Statistical data mining
5.6 Graphical models
5.6.3 Graphical models versus neural networks
We have seen that the construction of a statistical model is a long and conceptually complex process and it requires the formulation of a series of formal hypotheses. On the other hand, a statistical model allows us to make predictions and simulate scenarios on the basis of explicit rules that are easily scalable – rules that can be generalised to different data. In Chapter 4 we saw how computationally intensive techniques require a lighter analytical structure, allowing us to find precious information rapidly from large volumes of data. Their disadvantages are low transparency and low scalability. Here is a brief comparison to help underline the different concepts. We shall compare neural networks and graphical models; they can be seen as rather general examples of computational methods and statistical methods, respectively.
The nodes of a graphical model represent random variables, whereas in neural networks they are computational units, not necessarily random. In a graphical model an edge represents a probabilistic conditional dependency between the
corresponding pair of random variables, whereas in a neural network an edge describes a functional relation between the corresponding nodes. Graphical mod- els are usually constructed in three phases: (a) the qualitative phase establishes the conditional independence relationships among the random variables; (b) the probabilistic phase associates the graph with a vector of random variables having a Markovian distribution with respect to the graph; (c) the quantitative phase assigns the parameters (if known) that characterise the distribution in (b). Neural networks are constructed in three similar phases: (a) the qualitative phase estab- lishes the organisation of the layers and the relationships among them; (b) the functional phase specifies the functional relationships between the layers; (c) the quantitative phase fixes the weights (if known) associated with the connections among the different nodes.

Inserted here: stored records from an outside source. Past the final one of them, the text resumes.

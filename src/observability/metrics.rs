//! Metrics collection and exposition.
//!
//! # Metrics
//! - `form2json_requests_total` (counter): requests by outcome
//!   (`passthrough`, `converted`, or the error label)
//! - `form2json_parts_total` (counter): converted parts by type
//! - `form2json_spilled_files_total` (counter): uploads written to disk
//! - `form2json_conversion_duration_seconds` (histogram): conversion latency
//!
//! # Design Decisions
//! - Recording goes through the `metrics` facade; without an installed
//!   recorder every call is a no-op
//! - Prometheus exporter is optional and serves its own listener

use std::net::SocketAddr;
use std::time::Instant;

use metrics::{counter, histogram};
use metrics_exporter_prometheus::PrometheusBuilder;

use crate::form::{Part, PartKind};

/// Install the Prometheus recorder and its scrape endpoint.
pub fn init_metrics(addr: SocketAddr) {
    match PrometheusBuilder::new().with_http_listener(addr).install() {
        Ok(()) => tracing::info!(address = %addr, "Metrics endpoint listening"),
        Err(e) => tracing::error!(address = %addr, error = %e, "Failed to install metrics exporter"),
    }
}

/// Record the outcome of one request seen by the middleware.
pub fn record_request(outcome: &'static str, start: Instant) {
    counter!("form2json_requests_total", "outcome" => outcome).increment(1);
    if outcome != "passthrough" {
        histogram!("form2json_conversion_duration_seconds", "outcome" => outcome)
            .record(start.elapsed().as_secs_f64());
    }
}

/// Count converted parts by type.
pub fn record_parts(parts: &[Part]) {
    let files = parts.iter().filter(|part| part.kind == PartKind::File).count() as u64;
    let texts = parts.len() as u64 - files;
    if texts > 0 {
        counter!("form2json_parts_total", "type" => PartKind::Text.as_str()).increment(texts);
    }
    if files > 0 {
        counter!("form2json_parts_total", "type" => PartKind::File.as_str()).increment(files);
    }
}

pub fn record_spilled_files(count: usize) {
    counter!("form2json_spilled_files_total").increment(count as u64);
}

I believe that these two methodologies can be used in a complementary way. Taking a graphical model and introducing latent variables – variables that are not observed – confers two extra advantages. First, it allows us to represent a multi- layer perceptron as a graphical model, so we can take formal statistical methods valid for graphical models and use them on neural networks (e.g. confidence intervals, rejection regions, deviance comparisons). Second the use of a neural network in a preliminary phase could help to reduce the structural complexity of graphical models, reducing the number of variables and edges present, and doing it in a more computationally efficient way. Adding latent variables to graphi- cal models, corresponding to purely computational units, allows us to enrich the model with non-linear components, as occurs with neural networks. For more on the role of latent variables in graphical models, see Cox and Wermuth (1996).
5.7
Further reading
In this chapter we have reviewed the main statistical models for data mining applications. Their common feature is the presence of probabilistic modelling. This makes the results much easier to interpret but it may slow down the imple- mentation and elaboration phases. I have tried to give an overview of the relevant literature.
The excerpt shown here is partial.